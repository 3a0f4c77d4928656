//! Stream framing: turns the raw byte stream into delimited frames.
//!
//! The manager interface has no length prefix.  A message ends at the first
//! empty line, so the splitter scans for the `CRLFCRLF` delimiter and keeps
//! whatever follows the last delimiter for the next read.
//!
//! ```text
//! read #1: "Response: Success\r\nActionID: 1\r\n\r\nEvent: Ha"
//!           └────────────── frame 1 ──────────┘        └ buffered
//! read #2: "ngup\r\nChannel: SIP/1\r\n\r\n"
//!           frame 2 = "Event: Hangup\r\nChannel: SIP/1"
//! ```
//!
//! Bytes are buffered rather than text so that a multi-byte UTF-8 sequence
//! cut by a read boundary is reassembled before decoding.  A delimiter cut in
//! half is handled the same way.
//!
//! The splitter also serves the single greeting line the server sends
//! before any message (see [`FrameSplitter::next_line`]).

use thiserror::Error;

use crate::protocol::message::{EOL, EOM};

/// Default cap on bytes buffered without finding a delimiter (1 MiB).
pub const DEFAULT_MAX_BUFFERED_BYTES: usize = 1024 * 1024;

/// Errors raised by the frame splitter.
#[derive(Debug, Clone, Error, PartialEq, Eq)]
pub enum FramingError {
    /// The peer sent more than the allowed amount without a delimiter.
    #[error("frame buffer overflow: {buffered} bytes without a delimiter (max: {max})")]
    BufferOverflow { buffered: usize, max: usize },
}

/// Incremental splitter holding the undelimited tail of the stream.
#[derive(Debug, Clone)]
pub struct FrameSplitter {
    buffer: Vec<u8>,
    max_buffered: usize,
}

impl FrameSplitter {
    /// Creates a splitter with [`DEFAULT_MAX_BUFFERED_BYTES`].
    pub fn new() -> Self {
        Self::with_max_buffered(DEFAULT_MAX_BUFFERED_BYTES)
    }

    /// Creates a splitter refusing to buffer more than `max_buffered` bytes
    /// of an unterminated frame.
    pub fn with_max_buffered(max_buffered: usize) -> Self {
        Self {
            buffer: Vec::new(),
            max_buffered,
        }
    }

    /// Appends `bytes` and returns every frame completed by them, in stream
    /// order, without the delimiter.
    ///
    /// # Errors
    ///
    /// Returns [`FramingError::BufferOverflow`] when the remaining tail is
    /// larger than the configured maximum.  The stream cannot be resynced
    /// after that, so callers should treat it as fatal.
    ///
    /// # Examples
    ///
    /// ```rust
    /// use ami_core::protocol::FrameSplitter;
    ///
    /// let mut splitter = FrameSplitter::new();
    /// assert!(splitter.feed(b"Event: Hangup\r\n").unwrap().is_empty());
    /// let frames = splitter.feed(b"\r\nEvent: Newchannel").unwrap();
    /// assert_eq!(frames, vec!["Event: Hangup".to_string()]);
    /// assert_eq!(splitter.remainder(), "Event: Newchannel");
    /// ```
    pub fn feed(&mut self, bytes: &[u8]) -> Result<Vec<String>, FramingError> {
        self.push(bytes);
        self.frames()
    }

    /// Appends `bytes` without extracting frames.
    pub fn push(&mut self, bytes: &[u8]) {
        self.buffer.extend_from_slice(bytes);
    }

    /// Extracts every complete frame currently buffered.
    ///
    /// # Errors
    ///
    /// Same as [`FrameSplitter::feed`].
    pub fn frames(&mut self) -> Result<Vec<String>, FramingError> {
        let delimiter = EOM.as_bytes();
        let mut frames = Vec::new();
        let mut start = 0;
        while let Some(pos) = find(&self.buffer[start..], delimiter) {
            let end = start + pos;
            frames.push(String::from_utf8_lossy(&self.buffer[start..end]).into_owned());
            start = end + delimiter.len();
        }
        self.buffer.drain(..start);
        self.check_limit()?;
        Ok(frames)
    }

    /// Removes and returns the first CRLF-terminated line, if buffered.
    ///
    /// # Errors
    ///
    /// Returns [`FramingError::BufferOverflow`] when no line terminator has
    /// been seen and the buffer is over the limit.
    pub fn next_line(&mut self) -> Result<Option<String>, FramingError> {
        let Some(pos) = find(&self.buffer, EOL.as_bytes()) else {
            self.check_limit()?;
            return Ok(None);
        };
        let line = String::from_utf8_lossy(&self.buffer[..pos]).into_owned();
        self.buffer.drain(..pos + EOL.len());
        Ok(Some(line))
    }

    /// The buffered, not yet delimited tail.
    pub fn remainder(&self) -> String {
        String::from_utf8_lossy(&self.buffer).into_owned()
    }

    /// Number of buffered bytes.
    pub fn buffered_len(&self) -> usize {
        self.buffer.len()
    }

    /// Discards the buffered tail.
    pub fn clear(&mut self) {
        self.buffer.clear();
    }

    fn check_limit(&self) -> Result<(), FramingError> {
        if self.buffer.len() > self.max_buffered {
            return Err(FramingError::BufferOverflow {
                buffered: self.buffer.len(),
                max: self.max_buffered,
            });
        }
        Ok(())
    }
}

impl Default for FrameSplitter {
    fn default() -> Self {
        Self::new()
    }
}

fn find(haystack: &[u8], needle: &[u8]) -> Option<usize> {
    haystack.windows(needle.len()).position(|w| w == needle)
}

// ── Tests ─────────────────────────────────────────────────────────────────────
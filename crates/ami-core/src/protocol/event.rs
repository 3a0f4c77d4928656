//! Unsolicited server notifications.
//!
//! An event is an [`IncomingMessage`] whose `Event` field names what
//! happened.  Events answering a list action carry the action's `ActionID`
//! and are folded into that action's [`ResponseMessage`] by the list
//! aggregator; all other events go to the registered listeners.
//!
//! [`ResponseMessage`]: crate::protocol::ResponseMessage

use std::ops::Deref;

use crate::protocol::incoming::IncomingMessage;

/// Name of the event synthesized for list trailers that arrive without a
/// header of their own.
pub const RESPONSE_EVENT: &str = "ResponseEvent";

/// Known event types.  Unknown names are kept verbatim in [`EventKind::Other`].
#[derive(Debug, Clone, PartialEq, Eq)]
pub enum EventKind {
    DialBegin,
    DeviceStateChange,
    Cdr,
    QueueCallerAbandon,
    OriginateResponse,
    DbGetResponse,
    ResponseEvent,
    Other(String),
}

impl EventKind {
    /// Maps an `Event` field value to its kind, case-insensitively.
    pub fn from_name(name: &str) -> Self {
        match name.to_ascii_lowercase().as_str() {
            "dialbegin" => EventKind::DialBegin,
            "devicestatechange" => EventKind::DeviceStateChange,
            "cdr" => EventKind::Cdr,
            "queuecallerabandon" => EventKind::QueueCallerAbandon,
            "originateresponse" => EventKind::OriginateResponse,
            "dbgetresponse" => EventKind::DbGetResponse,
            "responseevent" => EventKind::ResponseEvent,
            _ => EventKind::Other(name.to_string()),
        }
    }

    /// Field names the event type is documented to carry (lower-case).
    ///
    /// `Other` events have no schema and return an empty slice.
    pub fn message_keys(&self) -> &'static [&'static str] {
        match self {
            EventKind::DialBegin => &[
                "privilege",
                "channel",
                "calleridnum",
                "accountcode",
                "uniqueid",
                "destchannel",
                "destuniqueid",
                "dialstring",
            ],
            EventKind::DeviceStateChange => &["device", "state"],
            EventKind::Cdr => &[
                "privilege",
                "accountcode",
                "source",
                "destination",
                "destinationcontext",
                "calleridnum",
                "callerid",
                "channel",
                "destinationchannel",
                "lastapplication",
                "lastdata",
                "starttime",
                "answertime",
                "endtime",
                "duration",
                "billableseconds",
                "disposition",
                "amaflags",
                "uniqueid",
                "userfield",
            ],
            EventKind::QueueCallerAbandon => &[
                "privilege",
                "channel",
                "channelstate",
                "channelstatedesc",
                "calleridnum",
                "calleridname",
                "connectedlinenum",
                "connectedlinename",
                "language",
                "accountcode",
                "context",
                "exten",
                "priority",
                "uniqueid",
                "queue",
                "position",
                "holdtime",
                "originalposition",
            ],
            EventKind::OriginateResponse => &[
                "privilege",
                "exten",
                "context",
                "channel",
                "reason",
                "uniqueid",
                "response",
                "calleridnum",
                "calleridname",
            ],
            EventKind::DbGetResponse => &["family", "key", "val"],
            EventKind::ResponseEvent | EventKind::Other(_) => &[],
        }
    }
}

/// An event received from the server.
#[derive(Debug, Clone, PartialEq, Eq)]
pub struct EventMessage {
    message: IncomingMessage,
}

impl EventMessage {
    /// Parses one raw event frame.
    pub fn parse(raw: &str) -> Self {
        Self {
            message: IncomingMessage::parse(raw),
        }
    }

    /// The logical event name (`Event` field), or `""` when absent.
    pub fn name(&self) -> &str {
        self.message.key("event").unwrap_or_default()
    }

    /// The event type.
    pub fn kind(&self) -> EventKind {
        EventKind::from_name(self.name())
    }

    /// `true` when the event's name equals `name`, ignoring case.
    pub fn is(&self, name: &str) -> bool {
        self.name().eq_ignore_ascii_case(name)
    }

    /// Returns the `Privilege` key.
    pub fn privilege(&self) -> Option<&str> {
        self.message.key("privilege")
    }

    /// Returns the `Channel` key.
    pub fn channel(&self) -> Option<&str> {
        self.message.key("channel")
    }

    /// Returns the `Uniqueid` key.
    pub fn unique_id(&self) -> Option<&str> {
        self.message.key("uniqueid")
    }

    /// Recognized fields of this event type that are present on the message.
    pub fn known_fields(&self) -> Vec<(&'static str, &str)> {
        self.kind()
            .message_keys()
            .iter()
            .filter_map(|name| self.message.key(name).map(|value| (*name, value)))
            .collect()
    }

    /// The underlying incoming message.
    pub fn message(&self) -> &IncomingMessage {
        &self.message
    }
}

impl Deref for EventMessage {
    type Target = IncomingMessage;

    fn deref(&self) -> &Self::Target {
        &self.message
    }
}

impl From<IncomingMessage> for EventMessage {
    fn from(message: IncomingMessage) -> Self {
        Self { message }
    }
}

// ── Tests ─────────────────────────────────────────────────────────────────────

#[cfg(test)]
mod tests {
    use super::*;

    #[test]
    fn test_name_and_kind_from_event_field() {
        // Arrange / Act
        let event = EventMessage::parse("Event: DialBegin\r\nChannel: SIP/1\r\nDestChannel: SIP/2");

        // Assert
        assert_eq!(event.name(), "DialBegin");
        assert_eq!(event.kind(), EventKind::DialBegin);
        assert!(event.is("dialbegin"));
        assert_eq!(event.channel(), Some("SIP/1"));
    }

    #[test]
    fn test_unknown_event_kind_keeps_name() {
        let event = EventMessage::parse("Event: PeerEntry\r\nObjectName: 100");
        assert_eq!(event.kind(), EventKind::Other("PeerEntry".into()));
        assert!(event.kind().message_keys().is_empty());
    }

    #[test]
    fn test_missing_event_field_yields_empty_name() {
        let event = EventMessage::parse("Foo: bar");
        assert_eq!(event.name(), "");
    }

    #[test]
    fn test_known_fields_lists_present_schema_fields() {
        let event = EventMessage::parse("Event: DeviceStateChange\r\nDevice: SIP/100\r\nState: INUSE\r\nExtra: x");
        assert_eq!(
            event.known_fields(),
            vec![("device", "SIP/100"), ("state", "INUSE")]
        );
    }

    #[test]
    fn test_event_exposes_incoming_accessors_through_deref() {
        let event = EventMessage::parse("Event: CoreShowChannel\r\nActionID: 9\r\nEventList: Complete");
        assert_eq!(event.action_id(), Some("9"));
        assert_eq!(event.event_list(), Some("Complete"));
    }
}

#####

Pull every line containing the word "without" out of the material and copy it.

/// Default cap on bytes buffered without finding a delimiter (1 MiB).
    /// The peer sent more than the allowed amount without a delimiter.
    #[error("frame buffer overflow: {buffered} bytes without a delimiter (max: {max})")]
    /// order, without the delimiter.
    /// Appends `bytes` without extracting frames.
/// Name of the event synthesized for list trailers that arrive without a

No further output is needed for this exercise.